(Saved entries)
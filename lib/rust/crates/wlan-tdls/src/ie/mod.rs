// Copyright 2019 The Fuchsia Authors. All rights reserved.
// Use of this source code is governed by a BSD-style license that can be
// found in the LICENSE file.

mod fields;
mod reader;
pub mod rsne;
mod write;

pub use {fields::*, reader::*, write::*};

use zerocopy::{AsBytes, FromBytes, Unaligned};

#[repr(C, packed)]
#[derive(AsBytes, FromBytes, Unaligned, Clone, Copy, Debug)]
pub struct Header {
    pub id: Id,
    pub body_len: u8,
}

/// IEEE Std 802.11-2016, 9.4.2.1, Table 9-77
#[repr(C, packed)]
#[derive(AsBytes, FromBytes, Unaligned, PartialEq, Eq, Hash, Clone, Copy, Debug)]
pub struct Id(pub u8);

impl Id {
    pub const SUPPORTED_RATES: Self = Self(1);
    pub const COUNTRY: Self = Self(7);
    pub const SUPPORTED_CHANNELS: Self = Self(36);
    pub const HT_CAPABILITIES: Self = Self(45);
    pub const QOS_CAPABILITY: Self = Self(46);
    pub const RSNE: Self = Self(48);
    pub const EXT_SUPPORTED_RATES: Self = Self(50);
    pub const FTIE: Self = Self(55);
    pub const TIMEOUT_INTERVAL: Self = Self(56);
    pub const SUPPORTED_REGULATORY_CLASSES: Self = Self(59);
    pub const HT_OPERATION: Self = Self(61);
    pub const BSS_COEXISTENCE: Self = Self(72);
    pub const LINK_IDENTIFIER: Self = Self(101);
    pub const PU_BUFFER_STATUS: Self = Self(106);
    pub const EXT_CAPABILITIES: Self = Self(127);
    pub const VENDOR_SPECIFIC: Self = Self(221);
}
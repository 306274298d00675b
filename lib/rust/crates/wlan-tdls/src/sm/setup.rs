// Copyright 2019 The Fuchsia Authors. All rights reserved.
// Use of this source code is governed by a BSD-style license that can be
// found in the LICENSE file.

use {
    super::{link_id_element, TdlsSm},
    crate::{
        device::{DeviceOps, PeerCapabilities},
        error::Error,
        event::SetupTimeout,
        frame::{Elements, SetupConfirm, SetupRequest, SetupResponse, TdlsAction},
        ie::{LinkIdentifier, NONCE_LEN},
        key::{
            build_msg1, build_msg2, build_msg3, generate_nonce, validate_link_id_for,
            validate_msg1, validate_msg2, validate_msg3, HandshakeAddrs, Msg1, Tpk,
        },
        mac::{MacAddr, MacFmt, StatusCode},
        store::{EntryId, LinkStatus},
        timer::EventId,
    },
    log::{info, warn},
};

impl<D: DeviceOps> TdlsSm<D> {
    /// Starts a handshake as initiator. The request is relayed by the AP.
    pub(super) fn start_setup(&mut self, peer: MacAddr) -> Result<(), Error> {
        if peer == self.own_addr {
            return Err(Error::InvalidState);
        }
        if self.store.find(&peer).is_some() {
            warn!("TDLS entry for {} already exists", peer.to_mac_str());
            return Err(Error::DuplicatePeer);
        }
        let id = self.store.allocate(peer)?;

        let token = self.tokens.next();
        let key_lifetime = self.config.key_lifetime;
        let snonce = if self.config.security_enabled { generate_nonce() } else { [0; NONCE_LEN] };
        if let Some(entry) = self.store.get_mut(id) {
            entry.is_initiator = true;
            entry.dialog_token = token;
            entry.snonce = snonce;
            entry.key_lifetime = key_lifetime;
        }

        let mut elements = self.capability_elements();
        if self.config.security_enabled {
            build_msg1(&snonce, key_lifetime).apply(&mut elements);
        }
        let link_id =
            LinkIdentifier { bssid: self.bssid, initiator: self.own_addr, responder: peer };
        elements.link_id = link_id_element(&link_id);
        let req = SetupRequest { token, capability_info: self.config.capability_info, elements };
        if let Err(e) = self.send_action(peer, TdlsAction::SetupRequest(req), true) {
            self.reset_entry(id);
            return Err(e);
        }

        self.set_status(id, LinkStatus::WaitResponse);
        self.arm_timeout(id, SetupTimeout { peer, token }.into());
        Ok(())
    }

    // IEEE Std 802.11-2016, 11.23.4
    pub(super) fn on_setup_request(
        &mut self,
        peer: MacAddr,
        req: SetupRequest,
    ) -> Result<(), Error> {
        let token = req.token;
        let addrs = HandshakeAddrs { initiator: peer, responder: self.own_addr, bssid: self.bssid };
        let msg1 = match self.check_setup_request(&peer, &addrs, &req) {
            Ok(msg1) => msg1,
            Err(status) => {
                self.send_setup_failure(peer, token, status);
                return Err(status.into());
            }
        };
        // The existing entry is only replaced once the request is known to be acceptable.
        if let Some(id) = self.store.find(&peer) {
            self.replace_existing(id, token)?;
        }

        let id = match self.store.allocate(peer) {
            Ok(id) => id,
            Err(e) => {
                self.send_setup_failure(peer, token, e.status_code());
                return Err(e);
            }
        };

        let mut elements = self.capability_elements();
        if let Some(msg1) = msg1 {
            let anonce = generate_nonce();
            let derived = Tpk::derive(&peer, &self.own_addr, &anonce, &msg1.snonce, &self.bssid)
                .and_then(|tpk| {
                    build_msg2(&tpk, &addrs, &anonce, &msg1.snonce, msg1.key_lifetime)
                        .map(|security| (tpk, security))
                });
            let (tpk, security) = match derived {
                Ok(derived) => derived,
                Err(e) => {
                    self.reset_entry(id);
                    self.send_setup_failure(peer, token, e.status_code());
                    return Err(e);
                }
            };
            security.apply(&mut elements);
            if let Some(entry) = self.store.get_mut(id) {
                entry.anonce = anonce;
                entry.snonce = msg1.snonce;
                entry.tpk = Some(tpk);
                entry.key_lifetime = msg1.key_lifetime;
            }
        }
        if let Some(entry) = self.store.get_mut(id) {
            entry.is_initiator = false;
            entry.dialog_token = token;
            entry.peer_caps = PeerCapabilities::from_elements(req.capability_info, &req.elements);
        }

        elements.link_id = link_id_element(&addrs.link_id());
        let rsp = SetupResponse {
            status: StatusCode::SUCCESS,
            token,
            capability_info: self.config.capability_info,
            elements,
        };
        if let Err(e) = self.send_action(peer, TdlsAction::SetupResponse(rsp), true) {
            self.reset_entry(id);
            return Err(e);
        }

        self.set_status(id, LinkStatus::WaitConfirm);
        self.arm_timeout(id, SetupTimeout { peer, token }.into());
        Ok(())
    }

    /// Runs every policy check on a Setup Request without touching the entry store. Returns
    /// the security parameters of message 1 when security is enabled.
    fn check_setup_request(
        &self,
        peer: &MacAddr,
        addrs: &HandshakeAddrs,
        req: &SetupRequest,
    ) -> Result<Option<Msg1>, StatusCode> {
        validate_link_id_for(req.elements.link_id.as_deref(), addrs)?;
        if self.auto_link.enabled() && self.auto_link.is_black_listed(peer) {
            info!("declining setup from black-listed peer {}", peer.to_mac_str());
            return Err(StatusCode::REQUEST_DECLINED);
        }
        if self.config.security_enabled {
            validate_msg1(&req.elements).map(Some)
        } else if req.elements.rsne.is_some() {
            Err(StatusCode::SECURITY_DISABLED)
        } else {
            Ok(None)
        }
    }

    /// Decides whether a Setup Request may replace the peer's existing entry. Returns an error
    /// when the request must be dropped.
    fn replace_existing(&mut self, id: EntryId, token: u8) -> Result<(), Error> {
        let (peer, status, is_initiator, current_token) = match self.store.get(id) {
            Some(entry) => (entry.peer_addr, entry.status, entry.is_initiator, entry.dialog_token),
            None => return Ok(()),
        };
        match status {
            // IEEE Std 802.11-2016, 11.23.4: the station with the lower MAC address stays
            // initiator.
            LinkStatus::WaitResponse if peer < self.own_addr => {
                info!("setup collision with {}; continuing as responder", peer.to_mac_str());
                self.reset_entry(id);
                Ok(())
            }
            LinkStatus::WaitResponse => {
                info!("setup collision with {}; keeping own request", peer.to_mac_str());
                Err(Error::InvalidState)
            }
            LinkStatus::Connected if is_initiator => {
                info!("{} restarted setup; tearing down existing link", peer.to_mac_str());
                self.reset_entry(id);
                Ok(())
            }
            _ if current_token == token => Err(Error::DuplicatePeer),
            LinkStatus::Connected | LinkStatus::WaitConfirm | LinkStatus::None => {
                info!("{} restarted setup with token {}", peer.to_mac_str(), token);
                self.reset_entry(id);
                Ok(())
            }
        }
    }

    fn send_setup_failure(&mut self, peer: MacAddr, token: u8, status: StatusCode) {
        let link_id =
            LinkIdentifier { bssid: self.bssid, initiator: peer, responder: self.own_addr };
        let rsp = SetupResponse {
            status,
            token,
            capability_info: 0,
            elements: Elements { link_id: link_id_element(&link_id), ..Default::default() },
        };
        info!("rejecting setup from {} with status {}", peer.to_mac_str(), status.0);
        self.send_or_log(peer, TdlsAction::SetupResponse(rsp), true);
    }

    pub(super) fn on_setup_response(
        &mut self,
        peer: MacAddr,
        rsp: SetupResponse,
    ) -> Result<(), Error> {
        let id = self.store.find(&peer).ok_or(Error::UnknownPeer)?;
        let (status, token) = match self.store.get(id) {
            Some(entry) => (entry.status, entry.dialog_token),
            None => return Err(Error::UnknownPeer),
        };
        if status != LinkStatus::WaitResponse {
            return Err(Error::InvalidState);
        }
        if rsp.token != token {
            return Err(Error::TokenMismatch(token, rsp.token));
        }

        self.cancel_timeout(id);
        if !rsp.status.is_success() {
            info!("{} declined setup with status {}", peer.to_mac_str(), rsp.status.0);
            self.reset_entry(id);
            return Ok(());
        }

        match self.accept_setup_response(id, &rsp) {
            Ok(elements) => {
                let cfm = SetupConfirm { status: StatusCode::SUCCESS, token, elements };
                if let Err(e) = self.send_action(peer, TdlsAction::SetupConfirm(cfm), true) {
                    self.reset_entry(id);
                    return Err(e);
                }
                self.install_link(id)
            }
            Err(Error::Status(status)) => {
                self.send_confirm_failure(id, status);
                self.reset_entry(id);
                Err(status.into())
            }
            Err(e) => {
                self.reset_entry(id);
                Err(e)
            }
        }
    }

    /// Validates message 2 and returns the elements of the Setup Confirm.
    fn accept_setup_response(
        &mut self,
        id: EntryId,
        rsp: &SetupResponse,
    ) -> Result<Elements, Error> {
        let entry = self.store.get_mut(id).ok_or(Error::UnknownPeer)?;
        let addrs = entry.handshake_addrs(&self.own_addr, &self.bssid);
        validate_link_id_for(rsp.elements.link_id.as_deref(), &addrs)?;
        entry.peer_caps = PeerCapabilities::from_elements(rsp.capability_info, &rsp.elements);

        let mut elements = Elements::default();
        if self.config.security_enabled {
            let msg2 =
                validate_msg2(&rsp.elements, &addrs, &entry.snonce, self.config.min_key_lifetime)?;
            let security =
                build_msg3(&msg2.tpk, &addrs, &msg2.anonce, &entry.snonce, msg2.key_lifetime)?;
            security.apply(&mut elements);
            entry.anonce = msg2.anonce;
            entry.key_lifetime = msg2.key_lifetime;
            entry.tpk = Some(msg2.tpk);
        } else if rsp.elements.rsne.is_some() {
            return Err(StatusCode::SECURITY_DISABLED.into());
        }
        elements.wmm_parameter = self.config.wmm_parameter.clone();
        // IEEE Std 802.11-2016, 9.6.13.4: HT Operation is present when both peers are HT.
        if entry.peer_caps.ht_capabilities.is_some() && self.config.ht_capabilities.is_some() {
            elements.ht_operation = self.config.ht_operation.map(|ht| ht.to_vec());
        }
        elements.link_id = link_id_element(&addrs.link_id());
        Ok(elements)
    }

    fn send_confirm_failure(&mut self, id: EntryId, status: StatusCode) {
        let (peer, token, link_id) = match self.store.get(id) {
            Some(entry) => (
                entry.peer_addr,
                entry.dialog_token,
                entry.handshake_addrs(&self.own_addr, &self.bssid).link_id(),
            ),
            None => return,
        };
        let cfm = SetupConfirm {
            status,
            token,
            elements: Elements { link_id: link_id_element(&link_id), ..Default::default() },
        };
        self.send_or_log(peer, TdlsAction::SetupConfirm(cfm), true);
    }

    pub(super) fn on_setup_confirm(
        &mut self,
        peer: MacAddr,
        cfm: SetupConfirm,
    ) -> Result<(), Error> {
        let id = self.store.find(&peer).ok_or(Error::UnknownPeer)?;
        let (status, token) = match self.store.get(id) {
            Some(entry) => (entry.status, entry.dialog_token),
            None => return Err(Error::UnknownPeer),
        };
        if status == LinkStatus::Connected && cfm.token == token {
            info!("ignoring repeated Setup Confirm from {}", peer.to_mac_str());
            return Ok(());
        }
        if status != LinkStatus::WaitConfirm {
            self.reset_entry(id);
            return Err(Error::InvalidState);
        }
        if cfm.token != token {
            return Err(Error::TokenMismatch(token, cfm.token));
        }

        self.cancel_timeout(id);
        if !cfm.status.is_success() {
            info!("{} aborted setup with status {}", peer.to_mac_str(), cfm.status.0);
            self.reset_entry(id);
            return Ok(());
        }
        if let Err(e) = self.accept_setup_confirm(id, &cfm) {
            self.reset_entry(id);
            return Err(e);
        }
        self.install_link(id)
    }

    fn accept_setup_confirm(&self, id: EntryId, cfm: &SetupConfirm) -> Result<(), Error> {
        let entry = self.store.get(id).ok_or(Error::UnknownPeer)?;
        let addrs = entry.handshake_addrs(&self.own_addr, &self.bssid);
        validate_link_id_for(cfm.elements.link_id.as_deref(), &addrs)?;
        if !self.config.security_enabled {
            return Ok(());
        }
        let tpk = entry.tpk.as_ref().ok_or(Error::InvalidState)?;
        validate_msg3(&cfm.elements, &addrs, tpk, &entry.anonce, &entry.snonce, entry.key_lifetime)
    }

    /// Abandons a handshake that is still pending. Setup is not retried.
    pub(super) fn on_setup_timeout(&mut self, event_id: EventId, timeout: SetupTimeout) {
        let id = match self.store.find(&timeout.peer) {
            Some(id) => id,
            None => return,
        };
        let expired = self.store.get_mut(id).map_or(false, |entry| {
            let expired = entry.status.is_pending()
                && entry.dialog_token == timeout.token
                && entry.timeout == Some(event_id);
            if expired {
                entry.timeout = None;
            }
            expired
        });
        if expired {
            info!("TDLS setup with {} timed out", timeout.peer.to_mac_str());
            self.reset_entry(id);
        } else {
            warn!("stale setup timeout for {}", timeout.peer.to_mac_str());
        }
    }
}
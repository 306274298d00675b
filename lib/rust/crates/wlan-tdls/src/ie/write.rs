// Copyright 2019 The Fuchsia Authors. All rights reserved.
// Use of this source code is governed by a BSD-style license that can be
// found in the LICENSE file.

use {super::Id, crate::error::FrameWriteError};

const IE_MAX_BODY_LEN: usize = 255;

pub fn write_ie(buf: &mut Vec<u8>, id: Id, body: &[u8]) -> Result<(), FrameWriteError> {
    if body.len() > IE_MAX_BODY_LEN {
        return Err(FrameWriteError("element body too long"));
    }
    buf.push(id.0);
    buf.push(body.len() as u8);
    buf.extend_from_slice(body);
    Ok(())
}

/// Writes any optional element whose body is present.
pub fn write_opt_ie(
    buf: &mut Vec<u8>,
    id: Id,
    body: Option<&[u8]>,
) -> Result<(), FrameWriteError> {
    match body {
        Some(body) => write_ie(buf, id, body),
        None => Ok(()),
    }
}

#[cfg(test)]
mod tests {
    use super::*;

    #[test]
    fn write_ie_header() {
        let mut buf = vec![];
        write_ie(&mut buf, Id::QOS_CAPABILITY, &[0x0f]).expect("write ie");
        assert_eq!(&buf[..], &[46, 1, 0x0f][..]);
    }

    #[test]
    fn write_ie_too_long() {
        let mut buf = vec![];
        assert!(write_ie(&mut buf, Id::VENDOR_SPECIFIC, &[0; 256][..]).is_err());
        assert!(buf.is_empty());
    }

    #[test]
    fn write_optional_element() {
        let mut buf = vec![];
        write_opt_ie(&mut buf, Id::HT_CAPABILITIES, None).expect("skip");
        assert!(buf.is_empty());
        write_opt_ie(&mut buf, Id::BSS_COEXISTENCE, Some(&[1][..])).expect("write");
        assert_eq!(&buf[..], &[72, 1, 1][..]);
    }
}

→ **Work to be completed**: Reproduce the entries above exactly, but only the lines between the line holding "entry store. Returns" and the line holding "current_token == token", inclusive.

→ **Your response**:
    /// Runs every policy check on a Setup Request without touching the entry store. Returns
    /// the security parameters of message 1 when security is enabled.
    fn check_setup_request(
        &self,
        peer: &MacAddr,
        addrs: &HandshakeAddrs,
        req: &SetupRequest,
    ) -> Result<Option<Msg1>, StatusCode> {
        validate_link_id_for(req.elements.link_id.as_deref(), addrs)?;
        if self.auto_link.enabled() && self.auto_link.is_black_listed(peer) {
            info!("declining setup from black-listed peer {}", peer.to_mac_str());
            return Err(StatusCode::REQUEST_DECLINED);
        }
        if self.config.security_enabled {
            validate_msg1(&req.elements).map(Some)
        } else if req.elements.rsne.is_some() {
            Err(StatusCode::SECURITY_DISABLED)
        } else {
            Ok(None)
        }
    }

    /// Decides whether a Setup Request may replace the peer's existing entry. Returns an error
    /// when the request must be dropped.
    fn replace_existing(&mut self, id: EntryId, token: u8) -> Result<(), Error> {
        let (peer, status, is_initiator, current_token) = match self.store.get(id) {
            Some(entry) => (entry.peer_addr, entry.status, entry.is_initiator, entry.dialog_token),
            None => return Ok(()),
        };
        match status {
            // IEEE Std 802.11-2016, 11.23.4: the station with the lower MAC address stays
            // initiator.
            LinkStatus::WaitResponse if peer < self.own_addr => {
                info!("setup collision with {}; continuing as responder", peer.to_mac_str());
                self.reset_entry(id);
                Ok(())
            }
            LinkStatus::WaitResponse => {
                info!("setup collision with {}; keeping own request", peer.to_mac_str());
                Err(Error::InvalidState)
            }
            LinkStatus::Connected if is_initiator => {
                info!("{} restarted setup; tearing down existing link", peer.to_mac_str());
                self.reset_entry(id);
                Ok(())
            }
            _ if current_token == token => Err(Error::DuplicatePeer),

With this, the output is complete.